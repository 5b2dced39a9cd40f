//! Scripted sources, handlers and senders shared by the integration tests.

#![allow(dead_code)]

use std::collections::{HashMap, VecDeque};
use std::time::Duration;

use async_trait::async_trait;
use parking_lot::Mutex;
use tokio::sync::Notify;
use tokio::time::Instant;

use subguard::dispatch::{DispatchRequest, MessageSender, SendError};
use subguard::metrics::MetricsCollector;
use subguard::monitor::{
    DecisionHandler, HandlerContext, Item, ItemSource, SourceError, SourceFactory,
};
use subguard::seen::SeenStoreConfig;
use subguard::services::SupervisorConfig;

/// Replays a fixed script, then waits forever like a quiet stream.
pub struct ScriptedSource {
    script: VecDeque<Result<Item, SourceError>>,
}

#[async_trait]
impl ItemSource for ScriptedSource {
    async fn next_item(&mut self) -> Result<Item, SourceError> {
        match self.script.pop_front() {
            Some(next) => next,
            None => std::future::pending().await,
        }
    }
}

/// Hands out one scripted source per stream name.
#[derive(Default)]
pub struct ScriptedFactory {
    scripts: Mutex<HashMap<String, Vec<Result<Item, SourceError>>>>,
}

impl ScriptedFactory {
    pub fn new() -> Self {
        Self::default()
    }

    /// Script `stream` to yield items with `ids`, in order.
    pub fn items(self, stream: &str, ids: &[&str]) -> Self {
        let script = ids
            .iter()
            .map(|id| Ok(Item::new(*id, stream).with_author(format!("author_{id}"))))
            .collect();
        self.script(stream, script)
    }

    pub fn script(self, stream: &str, script: Vec<Result<Item, SourceError>>) -> Self {
        self.scripts.lock().insert(stream.to_string(), script);
        self
    }
}

#[async_trait]
impl SourceFactory for ScriptedFactory {
    async fn open(&self, stream: &str) -> Result<Box<dyn ItemSource>, SourceError> {
        let script = self.scripts.lock().remove(stream).unwrap_or_default();
        Ok(Box::new(ScriptedSource {
            script: script.into(),
        }))
    }
}

/// Records every invocation; optionally messages each author.
#[derive(Default)]
pub struct RecordingHandler {
    pub calls: Mutex<Vec<(String, String)>>,
    send_messages: bool,
    /// Item id whose handling signals `entered`.
    watch: Option<String>,
    /// Block on the watched item until `release` is notified.
    hold: bool,
    pub entered: Notify,
    pub release: Notify,
}

impl RecordingHandler {
    pub fn observing() -> Self {
        Self::default()
    }

    pub fn messaging() -> Self {
        Self {
            send_messages: true,
            ..Default::default()
        }
    }

    pub fn watching(mut self, item_id: &str) -> Self {
        self.watch = Some(item_id.to_string());
        self
    }

    /// Like [`watching`](Self::watching), and the handler then blocks on that
    /// item until `release` is notified.
    pub fn holding(mut self, item_id: &str) -> Self {
        self.watch = Some(item_id.to_string());
        self.hold = true;
        self
    }

    pub fn ids_for(&self, stream: &str) -> Vec<String> {
        self.calls
            .lock()
            .iter()
            .filter(|(s, _)| s == stream)
            .map(|(_, id)| id.clone())
            .collect()
    }

    pub fn call_count(&self) -> usize {
        self.calls.lock().len()
    }
}

#[async_trait]
impl DecisionHandler for RecordingHandler {
    async fn handle(&self, item: &Item, ctx: &HandlerContext) -> anyhow::Result<()> {
        self.calls
            .lock()
            .push((ctx.stream_name.clone(), item.id.clone()));
        if self.watch.as_deref() == Some(item.id.as_str()) {
            self.entered.notify_one();
            if self.hold {
                self.release.notified().await;
            }
        }
        if self.send_messages {
            let author = item.author.clone().unwrap_or_default();
            ctx.send(DispatchRequest::new(author, "hello", item.id.clone()))
                .await?;
        }
        Ok(())
    }
}

/// Records delivery times; fails transiently `fail_first` times.
#[derive(Default)]
pub struct RecordingSender {
    pub sent: Mutex<Vec<(Instant, DispatchRequest)>>,
    pub attempts: Mutex<u32>,
    fail_first: u32,
}

impl RecordingSender {
    pub fn new() -> Self {
        Self::default()
    }

    pub fn failing_first(fail_first: u32) -> Self {
        Self {
            fail_first,
            ..Default::default()
        }
    }

    pub fn bodies(&self) -> Vec<String> {
        self.sent.lock().iter().map(|(_, r)| r.body.clone()).collect()
    }

    pub fn times(&self) -> Vec<Instant> {
        self.sent.lock().iter().map(|(t, _)| *t).collect()
    }
}

#[async_trait]
impl MessageSender for RecordingSender {
    async fn send_message(&self, request: &DispatchRequest) -> Result<(), SendError> {
        let attempt = {
            let mut attempts = self.attempts.lock();
            *attempts += 1;
            *attempts
        };
        if attempt <= self.fail_first {
            return Err(SendError::Transient(format!("attempt {attempt} failed")));
        }
        self.sent.lock().push((Instant::now(), request.clone()));
        Ok(())
    }
}

/// Supervisor config with fast timings and the status endpoint disabled.
pub fn fast_config(dir: &tempfile::TempDir, streams: &[&str]) -> SupervisorConfig {
    let mut config = SupervisorConfig::new(
        streams.iter().map(|s| s.to_string()).collect(),
        SeenStoreConfig {
            path: dir.path().join("seen.json"),
            autosave_every: 50,
            flush_interval: Duration::from_secs(60),
        },
    );
    config.dispatcher.min_interval = Duration::ZERO;
    config.dispatcher.backoff.base = Duration::from_millis(10);
    config.dispatcher.backoff.cap = Duration::from_millis(50);
    config.worker.reconnect_backoff.base = Duration::from_millis(10);
    config.worker.reconnect_backoff.cap = Duration::from_millis(50);
    config
}

/// Poll until `stream` has processed `count` items.
pub async fn wait_for_processed(metrics: &MetricsCollector, stream: &str, count: u64) {
    tokio::time::timeout(Duration::from_secs(5), async {
        loop {
            let reached = metrics
                .snapshot()
                .subreddits
                .get(stream)
                .is_some_and(|s| s.processed_count >= count);
            if reached {
                return;
            }
            tokio::time::sleep(Duration::from_millis(5)).await;
        }
    })
    .await
    .unwrap_or_else(|_| panic!("{stream} did not reach {count} processed items"));
}
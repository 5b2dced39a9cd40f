//! Filesystem helpers with consistent error context (operation + path).

use std::path::Path;

use crate::{Error, Result};

/// Convert an IO error into an application error with operation + path context.
pub fn io_error(op: &'static str, path: &Path, source: std::io::Error) -> Error {
    Error::io_path(op, path, source)
}

/// Ensure a directory exists (synchronous variant) with a custom operation label.
pub fn ensure_dir_all_sync_with_op(op: &'static str, path: &Path) -> Result<()> {
    std::fs::create_dir_all(path).map_err(|e| io_error(op, path, e))
}

/// Ensure the parent directory of a file path exists (synchronous variant).
///
/// A bare file name (empty parent) is treated as the current directory.
pub fn ensure_parent_dir_sync(path: &Path) -> Result<()> {
    match path.parent() {
        Some(parent) if !parent.as_os_str().is_empty() => {
            ensure_dir_all_sync_with_op("creating directory", parent)
        }
        _ => Ok(()),
    }
}

/// Directory a file lives in, defaulting to `.` for bare file names.
pub fn parent_or_current(path: &Path) -> &Path {
    match path.parent() {
        Some(parent) if !parent.as_os_str().is_empty() => parent,
        _ => Path::new("."),
    }
}
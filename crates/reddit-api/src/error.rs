use thiserror::Error;

#[derive(Debug, Error)]
pub enum RedditError {
    #[error("invalid url: {0}")]
    InvalidUrl(#[from] url::ParseError),
    #[error("http error: {0}")]
    Http(#[from] reqwest::Error),
    #[error("json error: {0}")]
    Json(#[from] serde_json::Error),
    #[error("authentication failed: {0}")]
    Auth(String),
    #[error("access token rejected")]
    Unauthorized,
    #[error("rate limited: {0}")]
    RateLimited(String),
    #[error("subreddit or user not found: {0}")]
    NotFound(String),
    #[error("forbidden: {0}")]
    Forbidden(String),
    #[error("unexpected status {status}: {body}")]
    Status { status: u16, body: String },
    #[error("api error {code}: {message}")]
    Api { code: String, message: String },
}

impl RedditError {
    /// Whether retrying the same request later may succeed.
    ///
    /// Network failures, timeouts, 5xx, 429, rate-limit API errors and expired
    /// tokens are transient. Everything else (bad credentials, 4xx, API
    /// validation errors, malformed payloads) is permanent.
    pub fn is_transient(&self) -> bool {
        match self {
            Self::Http(e) => {
                if let Some(status) = e.status() {
                    return status.is_server_error() || status.as_u16() == 429;
                }
                e.is_timeout() || e.is_connect() || e.is_request() || e.is_body()
            }
            Self::Unauthorized | Self::RateLimited(_) => true,
            Self::Status { status, .. } => *status >= 500 || *status == 429 || *status == 408,
            Self::InvalidUrl(_)
            | Self::Json(_)
            | Self::Auth(_)
            | Self::NotFound(_)
            | Self::Forbidden(_)
            | Self::Api { .. } => false,
        }
    }

    /// Map an API error code from a `json.errors` array.
    pub(crate) fn from_api(code: impl Into<String>, message: impl Into<String>) -> Self {
        let code = code.into();
        let message = message.into();
        if code.eq_ignore_ascii_case("RATELIMIT") {
            Self::RateLimited(message)
        } else if code.eq_ignore_ascii_case("USER_DOESNT_EXIST") {
            Self::NotFound(message)
        } else {
            Self::Api { code, message }
        }
    }
}

#[cfg(test)]
mod tests {
    use super::*;

    #[test]
    fn status_classification() {
        let server = RedditError::Status {
            status: 503,
            body: String::new(),
        };
        assert!(server.is_transient());

        let throttled = RedditError::Status {
            status: 429,
            body: String::new(),
        };
        assert!(throttled.is_transient());

        let bad_request = RedditError::Status {
            status: 400,
            body: String::new(),
        };
        assert!(!bad_request.is_transient());
    }

    #[test]
    fn api_error_classification() {
        assert!(RedditError::from_api("RATELIMIT", "slow down").is_transient());
        assert!(matches!(
            RedditError::from_api("USER_DOESNT_EXIST", "nope"),
            RedditError::NotFound(_)
        ));
        assert!(!RedditError::from_api("NO_TEXT", "we need something here").is_transient());
    }

    #[test]
    fn auth_failures_are_permanent() {
        assert!(!RedditError::Auth("invalid_grant".into()).is_transient());
        assert!(RedditError::Unauthorized.is_transient());
    }
}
^^^^^^^^
### Your goal:
Please state how many lines in the listing hold the string "operation", giving the number alone.

### Response area:
3